Through endless time, God's greatest gift is continuously given in silence. But when mankind becomes completely deaf to the thunder of His Silence, God incarnates as man. The Unlimited assumes the limited to shake maya-drugged humanity to a consciousness of its true destiny and to give a spiritual push to the world by his physical presence on earth. He uses the body for his Universal work, to be discarded in final sacrifice, as soon as it has served its purpose. 
God has come again and again in various forms, has spoken again and again in different languages the same one Truth — but how many are there that live up to it? Instead of making Truth the vital breath of his life, man compromises by making over and over again a mechanical religion of it, as a handy staff to lean on in time of adversity, as a soothing balm for his conscience or as a tradition to be followed in the footsteps of the past. 

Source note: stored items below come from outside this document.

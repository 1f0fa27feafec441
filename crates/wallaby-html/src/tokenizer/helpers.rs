//! Helper functions for the HTML tokenizer.
//!
//! [§ 13.2.5 Tokenization](https://html.spec.whatwg.org/multipage/parsing.html#tokenization)
//!
//! This module contains the machinery shared by the state handlers:
//! - State transitions ("Switch to", "Reconsume in")
//! - Input handling with newline normalization and BOM discard
//! - Token emission, attribute finalization, and the raw-text auto-switch
//! - The shared end-tag-name handler for RCDATA / RAWTEXT / script data
//! - Error recording

use wallaby_common::warning::warn_once;

use super::core::{Tokenizer, TokenizerState, is_noncharacter};
use super::error::{TokenizerError, TokenizerErrorKind};
use super::token::Token;

// =============================================================================
// State Transition Helpers
// =============================================================================

impl Tokenizer {
    /// "Switch to the X state": the next character is consumed on the next
    /// iteration of the main loop.
    pub(super) const fn switch_to(&mut self, new_state: TokenizerState) {
        self.state = new_state;
    }

    /// "Reconsume in the X state": transition without consuming; the same
    /// character is processed again in the new state.
    pub(super) const fn reconsume_in(&mut self, new_state: TokenizerState) {
        self.reconsume = true;
        self.state = new_state;
    }

    /// Take the stashed return state for a character reference.
    ///
    /// # Panics
    ///
    /// Panics if no return state was set, indicating a tokenizer bug: the
    /// character reference states are only reachable after setting it.
    pub(super) fn take_return_state(&mut self) -> TokenizerState {
        self.return_state
            .take()
            .expect("character reference handled without a return state")
    }
}

// =============================================================================
// Input/Character Helpers
// =============================================================================

impl Tokenizer {
    /// "Consume the next input character."
    ///
    /// Applies the input preprocessing rules: a U+FEFF at the very start is
    /// discarded when `discard_bom` is set, and newlines are normalized
    /// (`\r\n` and a lone `\r` both become `\n`).
    pub(super) fn consume(&mut self) -> Option<char> {
        if !self.bom_handled {
            self.bom_handled = true;
            if self.discard_bom && self.input[self.current_pos..].starts_with('\u{FEFF}') {
                self.current_pos += '\u{FEFF}'.len_utf8();
            }
        }

        let c = self.input[self.current_pos..].chars().next()?;
        self.current_pos += c.len_utf8();

        if c == '\r' {
            // "U+000D CARRIAGE RETURN (CR) characters and U+000A LINE FEED
            // (LF) characters are treated specially... any CR characters
            // that are followed by LF characters must be removed, and any
            // CR characters not followed by LF characters must be converted
            // to LF characters."
            if self.input[self.current_pos..].starts_with('\n') {
                self.current_pos += 1;
            }
            return Some('\n');
        }
        Some(c)
    }

    /// Peek at a codepoint at the given offset from the current position
    /// without consuming it. Used for lookahead operations like "the next
    /// few characters are".
    #[must_use]
    pub fn peek_codepoint(&self, offset: usize) -> Option<char> {
        self.input[self.current_pos..].chars().nth(offset)
    }

    /// "If the next few characters are..." (case-sensitive).
    #[must_use]
    pub fn next_few_characters_are(&self, target: &str) -> bool {
        self.input[self.current_pos..].starts_with(target)
    }

    /// ASCII case-insensitive variant, for `DOCTYPE` / `PUBLIC` / `SYSTEM`.
    #[must_use]
    pub fn next_few_characters_are_case_insensitive(&self, target: &str) -> bool {
        let rest = self.input[self.current_pos..].as_bytes();
        let target = target.as_bytes();
        rest.len() >= target.len() && rest[..target.len()].eq_ignore_ascii_case(target)
    }

    /// Consume the given string from the input.
    /// Caller must have already verified the characters are present; only
    /// ASCII strings ("DOCTYPE", "--", "[CDATA[") are ever passed.
    pub(super) const fn consume_string(&mut self, target: &str) {
        self.current_pos += target.len();
    }

    /// [§ 12.1.4 ASCII whitespace](https://infra.spec.whatwg.org/#ascii-whitespace)
    ///
    /// The tokenizer's whitespace set excludes CR, which input
    /// preprocessing already normalized away.
    pub(super) const fn is_whitespace_char(input_char: char) -> bool {
        matches!(input_char, ' ' | '\t' | '\n' | '\x0C')
    }
}

// =============================================================================
// Token Emission Helpers
// =============================================================================

impl Tokenizer {
    /// "Emit the current token."
    ///
    /// Tag tokens are finalized here: duplicate attributes are dropped
    /// (first wins, with a parse error), end tags with attributes or a
    /// trailing solidus raise parse errors, and a start tag naming a
    /// raw-text element switches the state machine when the tree builder's
    /// adjusted current node is in the HTML namespace.
    pub(super) fn emit_token(&mut self) {
        let Some(mut token) = self.current_token.take() else {
            return;
        };

        match token {
            Token::StartTag { .. } => {
                self.finalize_tag_attributes(&mut token);
                if let Token::StartTag { ref name, .. } = token {
                    // Track the last start tag name for RCDATA/RAWTEXT end
                    // tag detection.
                    self.last_start_tag_name = Some(name.clone());

                    // [§ 13.2.6.2 / 13.2.6.3] The generic RCDATA / raw text
                    // element parsing algorithms switch the tokenizer when
                    // the parser inserts these elements. The switch only
                    // applies when the element would land in the HTML
                    // namespace.
                    if self.in_html_namespace {
                        let switch = match name.as_str() {
                            "title" | "textarea" => Some(TokenizerState::RCDATA),
                            "style" | "xmp" | "iframe" | "noembed" | "noframes" => {
                                Some(TokenizerState::RAWTEXT)
                            }
                            "script" => Some(TokenizerState::ScriptData),
                            "plaintext" => Some(TokenizerState::PLAINTEXT),
                            _ => None,
                        };
                        if let Some(state) = switch {
                            self.switch_to(state);
                        }
                    }
                }
            }
            Token::EndTag { .. } => {
                if let Token::EndTag {
                    self_closing,
                    ref attributes,
                    ..
                } = token
                {
                    if !attributes.is_empty() {
                        self.log_parse_error(TokenizerErrorKind::EndTagWithAttributes);
                    }
                    if self_closing {
                        self.log_parse_error(TokenizerErrorKind::EndTagWithTrailingSolidus);
                    }
                }
                self.finalize_tag_attributes(&mut token);
            }
            Token::Comment { ref mut data } => {
                if self.coerce_to_xml {
                    *data = coerce_comment_data(data);
                }
            }
            _ => {}
        }

        self.pending_tokens.push_back(token);
    }

    /// "Emit the current input character as a character token."
    pub(super) fn emit_character_token(&mut self, c: char) {
        let c = if self.coerce_to_xml { coerce_char(c) } else { c };
        self.pending_tokens.push_back(Token::new_character(c));
    }

    /// "Emit an end-of-file token." The machine is inert afterwards.
    pub(super) fn emit_eof_token(&mut self) {
        self.pending_tokens.push_back(Token::new_eof());
        self.at_eof = true;
    }

    /// "If there is already an attribute on the token with the exact same
    /// name, then this is a duplicate-attribute parse error and the new
    /// attribute must be removed from the token." First occurrence wins.
    fn finalize_tag_attributes(&mut self, token: &mut Token) {
        let (Token::StartTag { attributes, .. } | Token::EndTag { attributes, .. }) = token else {
            return;
        };
        let mut seen: Vec<String> = Vec::with_capacity(attributes.len());
        let mut duplicates = 0usize;
        attributes.retain(|attr| {
            if seen.iter().any(|name| *name == attr.name) {
                duplicates += 1;
                false
            } else {
                seen.push(attr.name.clone());
                true
            }
        });
        for _ in 0..duplicates {
            self.log_parse_error(TokenizerErrorKind::DuplicateAttribute);
        }
    }
}

// =============================================================================
// RCDATA/RAWTEXT/Script Data End Tag Helpers
// =============================================================================

impl Tokenizer {
    /// "An appropriate end tag token is an end tag token whose tag name
    /// matches the tag name of the last start tag to have been emitted from
    /// this tokenizer, if any."
    pub(super) fn is_appropriate_end_tag_token(&self) -> bool {
        if let (Some(last_start_tag), Some(Token::EndTag { name, .. })) =
            (&self.last_start_tag_name, &self.current_token)
        {
            return name == last_start_tag;
        }
        false
    }

    /// [§ 13.2.5.11 / 14 / 17 / 25] The shared body of the RCDATA, RAWTEXT,
    /// script data, and script data escaped end tag name states; they only
    /// differ in the state reconsumed on a failed match.
    pub(super) fn handle_raw_end_tag_name_state(&mut self, return_state: TokenizerState) {
        match self.current_input_character {
            // "If the current end tag token is an appropriate end tag token,
            // then switch to the before attribute name state. Otherwise,
            // treat it as per the 'anything else' entry below."
            Some(c) if Self::is_whitespace_char(c) => {
                if self.is_appropriate_end_tag_token() {
                    self.switch_to(TokenizerState::BeforeAttributeName);
                } else {
                    self.abandon_raw_end_tag(return_state);
                }
            }
            Some('/') => {
                if self.is_appropriate_end_tag_token() {
                    self.switch_to(TokenizerState::SelfClosingStartTag);
                } else {
                    self.abandon_raw_end_tag(return_state);
                }
            }
            Some('>') => {
                if self.is_appropriate_end_tag_token() {
                    self.switch_to(TokenizerState::Data);
                    self.emit_token();
                } else {
                    self.abandon_raw_end_tag(return_state);
                }
            }
            // "Append the lowercase version of the current input character
            // to the current tag token's tag name. Append the current input
            // character to the temporary buffer."
            Some(c) if c.is_ascii_uppercase() => {
                if let Some(ref mut token) = self.current_token {
                    token.append_to_tag_name(c.to_ascii_lowercase());
                }
                self.temporary_buffer.push(c);
            }
            Some(c) if c.is_ascii_lowercase() => {
                if let Some(ref mut token) = self.current_token {
                    token.append_to_tag_name(c);
                }
                self.temporary_buffer.push(c);
            }
            _ => {
                self.abandon_raw_end_tag(return_state);
            }
        }
    }

    /// "Anything else": "Emit a U+003C LESS-THAN SIGN character token, a
    /// U+002F SOLIDUS character token, and a character token for each of
    /// the characters in the temporary buffer (in the order they were added
    /// to the buffer). Reconsume in the [return] state."
    fn abandon_raw_end_tag(&mut self, return_state: TokenizerState) {
        self.emit_character_token('<');
        self.emit_character_token('/');
        let buffer = std::mem::take(&mut self.temporary_buffer);
        for c in buffer.chars() {
            self.emit_character_token(c);
        }
        // The partial end tag token is discarded.
        self.current_token = None;
        self.reconsume_in(return_state);
    }
}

Man's inability to live God's words makes them a mockery. How many Christians follow Christ's teaching to "turn the other cheek" or to "love thy neighbour as thyself?" How many Muslims follow Muhammad's precept to "hold God above everything else?" How many Hindus "bear the Torch of Righteousness at all cost?" How many Buddhists live the "life of pure compassion" expounded by Buddhism? How many Zoroastrians "think truly, speak truly and act truly?" Link
Secular humanism maintains that "supernatural entities like God do not exist". Meher Baba, with his divine authority, assured as that GOD IS and there is really nothing but God. In the quote above, Baba gives us directions about how to connect with God. My contrarian views about 9/11, the Moon landings, vaccinations, climate change and the Bill and Melinda Gates Foundation are my own and can be disregarded. The point of my post is that secular humanism offers no hope and that religion does not need to be abandoned but reinterpreted:
You have not to give up your religion but to give up clinging to the outer crust of mere ritual and ceremonies. To get to the fundamental core of Truth underlying all religions, reach beyond religion.